Equity markets bounced back sharply on Tuesday, as the BSE Sensex surged 640 points to close at around 78,206, while the Nifty50 climbed over 230 points to settle above 24,250, reversing some of the losses from the previous session. Analysts said the rally was fueled by a combination of lower crude prices, a stronger rupee, and improving risk appetite.
Leading the rally were auto and consumer goods stocks. Mahindra & Mahindra, Maruti Suzuki, and Asian Paints were among the top gainers, along with IndiGo, ICICI Bank, and Axis Bank, which saw healthy buying interest. In contrast, IT heavyweights Infosys, Reliance Industries, and Tata Consultancy Services remained under pressure, limiting the overall upside.
“The market is responding to easing energy costs and reduced inflation concerns,” said a market analyst. “Investors are rotating funds into cyclical sectors such as autos, FMCG, and banking, while selective selling in IT continues.”

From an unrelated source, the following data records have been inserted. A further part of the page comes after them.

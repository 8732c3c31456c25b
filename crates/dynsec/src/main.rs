// SPDX-License-Identifier: Apache-2.0 OR MIT
// Copyright (c) 2025-2026 naskel.com

//! Dynamic-security admin CLI
//!
//! Applies admin command payloads to a dynamic-security state file and
//! inspects the default ACL access policy.
//!
//! # Usage
//!
//! ```bash
//! # Apply a command payload ({"commands": [...]})
//! dynsec --state dynamic-security.json apply --commands set-defaults.json
//!
//! # Show the current default access
//! dynsec --state dynamic-security.json show
//!
//! # Fallback decision for one action class
//! dynsec --state dynamic-security.json check --acltype subscribe
//!
//! # Using a configuration file
//! dynsec --config dynsec.toml show
//! ```

use clap::{Parser, Subcommand};
use dynsec::{
    AccessEvaluator, AccessRequest, AclType, CommandContext, CommandDispatcher, DecisionSource,
    DefaultAccessStore, DefaultAclGateway, DynsecConfig, DynsecError, JsonFilePersistence,
    MemoryPersistence, PolicyPersistence, Responses, TracingAuditSink,
};
use serde_json::Value;
use std::path::PathBuf;
use std::sync::Arc;
use tracing_subscriber::EnvFilter;

/// Dynamic-security admin tool
#[derive(Parser, Debug)]
#[command(name = "dynsec")]
#[command(about = "Dynamic-security default ACL access administration")]
#[command(version)]
struct Args {
    /// Configuration file path
    #[arg(short, long)]
    config: Option<PathBuf>,

    /// State file (overrides the configuration)
    #[arg(short, long)]
    state: Option<PathBuf>,

    /// Log level (trace, debug, info, warn, error)
    #[arg(long)]
    log_level: Option<String>,

    #[command(subcommand)]
    command: Commands,
}

#[derive(Subcommand, Debug)]
enum Commands {
    /// Apply an admin command payload and print the replies
    Apply {
        /// JSON file containing {"commands": [...]}
        #[arg(long)]
        commands: PathBuf,

        /// Do not write the state file
        #[arg(long)]
        dry_run: bool,
    },

    /// Print the getDefaultACLAccess reply
    Show,

    /// Print the fallback decision for an action class
    Check {
        /// publishClientSend, publishClientReceive, subscribe or unsubscribe
        #[arg(long)]
        acltype: String,

        /// Topic recorded in the request
        #[arg(long, default_value = "#")]
        topic: String,
    },

    /// Generate example configuration file
    GenConfig {
        /// Output file path
        #[arg(short, long, default_value = "dynsec.toml")]
        output: PathBuf,
    },

    /// Validate a configuration file
    Validate {
        /// Configuration file path
        #[arg(short, long)]
        config: PathBuf,
    },
}

fn main() -> Result<(), Box<dyn std::error::Error>> {
    let args = Args::parse();
    let config = build_config(&args)?;

    // Initialize logging (stdout carries command output)
    let filter = EnvFilter::try_new(&config.log_level).unwrap_or_else(|_| EnvFilter::new("info"));
    tracing_subscriber::fmt()
        .with_env_filter(filter)
        .with_target(false)
        .with_writer(std::io::stderr)
        .init();

    match args.command {
        Commands::Apply { commands, dry_run } => cmd_apply(&config, commands, dry_run),
        Commands::Show => cmd_show(&config),
        Commands::Check { acltype, topic } => cmd_check(&config, &acltype, topic),
        Commands::GenConfig { output } => cmd_gen_config(output),
        Commands::Validate { config } => cmd_validate(config),
    }
}

fn build_config(args: &Args) -> Result<DynsecConfig, Box<dyn std::error::Error>> {
    let mut config = match args.config {
        Some(ref path) => DynsecConfig::from_file(path)?,
        None => DynsecConfig::default(),
    };

    if let Some(ref state) = args.state {
        config.state_file = state.clone();
    }
    if let Some(ref level) = args.log_level {
        config.log_level = level.clone();
    }

    config.validate()?;
    Ok(config)
}

fn admin_context(config: &DynsecConfig) -> CommandContext {
    CommandContext::new(config.admin_client_id.clone(), config.admin_username.clone())
}

fn load_store(persistence: &JsonFilePersistence) -> Result<Arc<DefaultAccessStore>, DynsecError> {
    let access = persistence.load()?;
    tracing::info!(
        "Loaded default ACL access from '{}'",
        persistence.path().display()
    );
    Ok(Arc::new(DefaultAccessStore::with_access(access)))
}

fn run_payload<P: PolicyPersistence + 'static>(
    store: Arc<DefaultAccessStore>,
    persistence: P,
    ctx: &CommandContext,
    payload: &[u8],
) -> Result<Responses, DynsecError> {
    let mut dispatcher = CommandDispatcher::new();
    dispatcher.register(Arc::new(DefaultAclGateway::new(
        store,
        persistence,
        TracingAuditSink,
    )));
    dispatcher.handle_payload(ctx, payload)
}

fn cmd_apply(
    config: &DynsecConfig,
    commands: PathBuf,
    dry_run: bool,
) -> Result<(), Box<dyn std::error::Error>> {
    let payload = std::fs::read(&commands)?;
    let persistence = JsonFilePersistence::new(&config.state_file);
    let store = load_store(&persistence)?;
    let ctx = admin_context(config);

    let responses = if dry_run {
        tracing::info!("Dry run: state file will not be written");
        run_payload(store, MemoryPersistence::new(), &ctx, &payload)?
    } else {
        run_payload(store, persistence, &ctx, &payload)?
    };

    println!("{}", serde_json::to_string_pretty(&responses)?);

    let failed = responses.responses.iter().filter(|r| !r.is_success()).count();
    if failed > 0 {
        eprintln!("{} of {} commands failed", failed, responses.responses.len());
        std::process::exit(1);
    }
    Ok(())
}

fn cmd_show(config: &DynsecConfig) -> Result<(), Box<dyn std::error::Error>> {
    let store = load_store(&JsonFilePersistence::new(&config.state_file))?;
    let gateway = DefaultAclGateway::new(store, MemoryPersistence::new(), TracingAuditSink);

    let reply = gateway.get_default_acl_access(&admin_context(config), &Value::Null);
    println!("{}", serde_json::to_string_pretty(&reply)?);
    Ok(())
}

fn cmd_check(
    config: &DynsecConfig,
    acltype: &str,
    topic: String,
) -> Result<(), Box<dyn std::error::Error>> {
    let acl_type = AclType::from_name(acltype).ok_or_else(|| {
        DynsecError::InvalidArgument(format!("Unknown acltype '{}'", acltype))
    })?;

    let store = load_store(&JsonFilePersistence::new(&config.state_file))?;
    let evaluator = AccessEvaluator::new(store);
    let decision = evaluator.evaluate(&AccessRequest::new(acl_type, topic));

    let source = match decision.source {
        DecisionSource::Layer(name) => name,
        DecisionSource::DefaultAccess => "default access".to_string(),
    };
    println!(
        "{}: {} ({})",
        acl_type,
        if decision.allowed { "allow" } else { "deny" },
        source
    );
    Ok(())
}

fn cmd_gen_config(output: PathBuf) -> Result<(), Box<dyn std::error::Error>> {
    let config = DynsecConfig {
        admin_client_id: Some("dynsec-cli".into()),
        admin_username: Some("admin".into()),
        ..Default::default()
    };

    let toml_str = toml::to_string_pretty(&config)?;

    let content = format!(
        r#"# Dynamic-security configuration
# Generated by dynsec gen-config

{}
"#,
        toml_str
    );

    std::fs::write(&output, content)?;
    println!("Generated configuration file: {}", output.display());
    Ok(())
}

fn cmd_validate(config_path: PathBuf) -> Result<(), Box<dyn std::error::Error>> {
    match DynsecConfig::from_file(&config_path) {
        Ok(config) => {
            println!("Configuration valid!");
            println!();
            println!("State file: {}", config.state_file.display());
            println!("Log level: {}", config.log_level);
            println!(
                "Admin: {}/{}",
                config.admin_client_id.as_deref().unwrap_or("<none>"),
                config.admin_username.as_deref().unwrap_or("<none>")
            );
            Ok(())
        }
        Err(e) => {
            eprintln!("Configuration invalid: {}", e);
            std::process::exit(1);
        }
    }
}
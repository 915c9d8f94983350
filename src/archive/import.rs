//! Archive import.
//!
//! Validation and extraction happen entirely against a staging directory:
//! manifest schema, row counts, entry presence and checksums are all
//! verified before a single live row or file is touched. Only after every
//! check passes does the importer enter its exclusive write section, wipe
//! the database, reinstall the snapshot, and swap the image files. A
//! rejected archive leaves the collection exactly as it was.

use std::fs::{self, File};
use std::io::{BufReader, Read, Seek};
use std::path::{Path, PathBuf};

use tracing::info;
use zip::result::ZipError;
use zip::ZipArchive;

use super::{
    copy_hashed, image_entry_name, parse_manifest, Manifest, ManifestV1, MANIFEST_ENTRY,
    RECORDS_ENTRY,
};
use crate::db::{Database, RowCounts, Snapshot};
use crate::error::{Error, Result};
use crate::images::ImageStore;

#[derive(Debug, Clone, Copy, PartialEq, Eq)]
pub enum ImportMode {
    /// Wipe the current collection and install the archive verbatim.
    Replace,
    /// Reconciling an archive with live records is not implemented;
    /// selecting this mode fails before anything is read.
    Merge,
}

#[derive(Debug, Clone, PartialEq, Eq)]
pub struct ImportSummary {
    pub trees: usize,
    pub photos: usize,
}

/// Import a collection archive.
pub fn import_archive(
    db: &Database,
    images: &ImageStore,
    path: &Path,
    mode: ImportMode,
) -> Result<ImportSummary> {
    if mode == ImportMode::Merge {
        return Err(Error::MergeUnsupported);
    }

    let mut zip = ZipArchive::new(BufReader::new(File::open(path)?))?;
    let Manifest::V1(manifest) = parse_manifest(&read_entry(&mut zip, MANIFEST_ENTRY)?)?;
    let snapshot: Snapshot = serde_json::from_slice(&read_entry(&mut zip, RECORDS_ENTRY)?)?;

    verify_counts(&manifest, &snapshot)?;

    // Extract every image into staging, verifying checksums as we go.
    // Nothing live has been touched yet; any failure just drops staging.
    let staging = images.create_staging_dir()?;
    let staged = match stage_images(&mut zip, &manifest, &snapshot, &staging) {
        Ok(staged) => staged,
        Err(e) => {
            let _ = fs::remove_dir_all(&staging);
            return Err(e);
        }
    };

    // Point of no return: the replace reports which photo files its wipe
    // orphaned, read under the same lock, so nothing ingested concurrently
    // can slip between a separate snapshot and the wipe.
    let old_files = db.replace_all(&snapshot)?;
    for file_name in &old_files {
        images.remove(file_name)?;
    }
    for (file_name, staged_path) in &staged {
        images.install(staged_path, file_name)?;
    }
    fs::remove_dir_all(&staging)?;

    info!(
        path = %path.display(),
        trees = snapshot.trees.len(),
        photos = snapshot.photos.len(),
        "archive imported"
    );
    Ok(ImportSummary {
        trees: snapshot.trees.len(),
        photos: snapshot.photos.len(),
    })
}

fn read_entry<R: Read + Seek>(zip: &mut ZipArchive<R>, name: &str) -> Result<Vec<u8>> {
    let mut entry = zip.by_name(name)?;
    let mut buf = Vec::new();
    entry.read_to_end(&mut buf)?;
    Ok(buf)
}

/// Manifest row counts must match the snapshot exactly, per entity, and
/// the declared file list must cover the snapshot's photos one to one.
fn verify_counts(manifest: &ManifestV1, snapshot: &Snapshot) -> Result<()> {
    let declared = manifest.counts;
    let actual = snapshot.counts();
    let pairs: [(&'static str, usize, usize); 5] = [
        ("species", declared.species, actual.species),
        ("trees", declared.trees, actual.trees),
        ("photos", declared.photos, actual.photos),
        ("work_entries", declared.work_entries, actual.work_entries),
        ("reminders", declared.reminders, actual.reminders),
    ];
    for (entity, declared, actual) in pairs {
        if declared != actual {
            return Err(Error::RowCountMismatch {
                entity,
                declared,
                actual,
            });
        }
    }
    if manifest.files.len() != snapshot.photos.len() {
        return Err(Error::RowCountMismatch {
            entity: "image files",
            declared: manifest.files.len(),
            actual: snapshot.photos.len(),
        });
    }
    Ok(())
}

/// Extract each photo's archive entry into the staging directory, checking
/// presence and SHA-256 against the manifest. Returns the store-relative
/// target name and staged path per photo.
fn stage_images<R: Read + Seek>(
    zip: &mut ZipArchive<R>,
    manifest: &ManifestV1,
    snapshot: &Snapshot,
    staging: &Path,
) -> Result<Vec<(String, PathBuf)>> {
    let mut staged = Vec::with_capacity(snapshot.photos.len());
    for photo in &snapshot.photos {
        let declared = manifest
            .files
            .iter()
            .find(|f| f.photo_id == photo.id)
            .ok_or_else(|| Error::MissingArchiveEntry {
                photo_id: photo.id,
                name: image_entry_name(photo.id, &photo.file_name),
            })?;

        let mut entry = match zip.by_name(&declared.name) {
            Ok(entry) => entry,
            Err(ZipError::FileNotFound) => {
                return Err(Error::MissingArchiveEntry {
                    photo_id: photo.id,
                    name: declared.name.clone(),
                })
            }
            Err(e) => return Err(e.into()),
        };

        let staged_path = staging.join(photo.id.to_string());
        let mut out = File::create(&staged_path)?;
        let (actual, _) = copy_hashed(&mut entry, &mut out)?;
        out.sync_all()?;
        if actual != declared.sha256 {
            return Err(Error::ChecksumMismatch {
                photo_id: photo.id,
                name: declared.name.clone(),
                expected: declared.sha256.clone(),
                actual,
            });
        }
        staged.push((photo.file_name.clone(), staged_path));
    }
    Ok(staged)
}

Global developments also played a key role in the rebound. Strengthening international equities and calmer crude markets provided much-needed support, encouraging traders to return to Dalal Street.
The bounce comes after a rough patch on Monday, when the Sensex had tumbled over 1,300 points, dragged down by high oil prices and geopolitical concerns. The reversal highlights how sensitive Indian markets are to energy costs and global volatility, but also their resilience when positive cues emerge.
Trading volumes were robust across sectors, indicating broad participation, particularly in value and cyclical stocks. Investors will continue monitoring crude price trends, foreign fund flows, and global market cues in the coming sessions to gauge whether the recovery can sustain.